**RAW DATA**
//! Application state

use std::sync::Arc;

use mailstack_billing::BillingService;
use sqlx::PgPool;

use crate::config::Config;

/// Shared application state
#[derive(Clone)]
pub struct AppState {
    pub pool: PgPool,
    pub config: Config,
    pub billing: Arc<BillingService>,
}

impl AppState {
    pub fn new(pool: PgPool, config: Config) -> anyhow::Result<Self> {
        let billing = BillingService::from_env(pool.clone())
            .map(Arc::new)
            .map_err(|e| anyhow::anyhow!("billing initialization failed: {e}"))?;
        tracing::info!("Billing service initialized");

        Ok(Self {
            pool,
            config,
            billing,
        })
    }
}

**TASK GOAL**
The lines above from the one containing "use mailstack_billing::BillingService;" through the one containing "pub fn new(pool: PgPool, config: Config)" are to be set down exactly, and no others.

**ANSWER TO THE PROBLEM**
use mailstack_billing::BillingService;
use sqlx::PgPool;

use crate::config::Config;

/// Shared application state
#[derive(Clone)]
pub struct AppState {
    pub pool: PgPool,
    pub config: Config,
    pub billing: Arc<BillingService>,
}

impl AppState {
    pub fn new(pool: PgPool, config: Config) -> anyhow::Result<Self> {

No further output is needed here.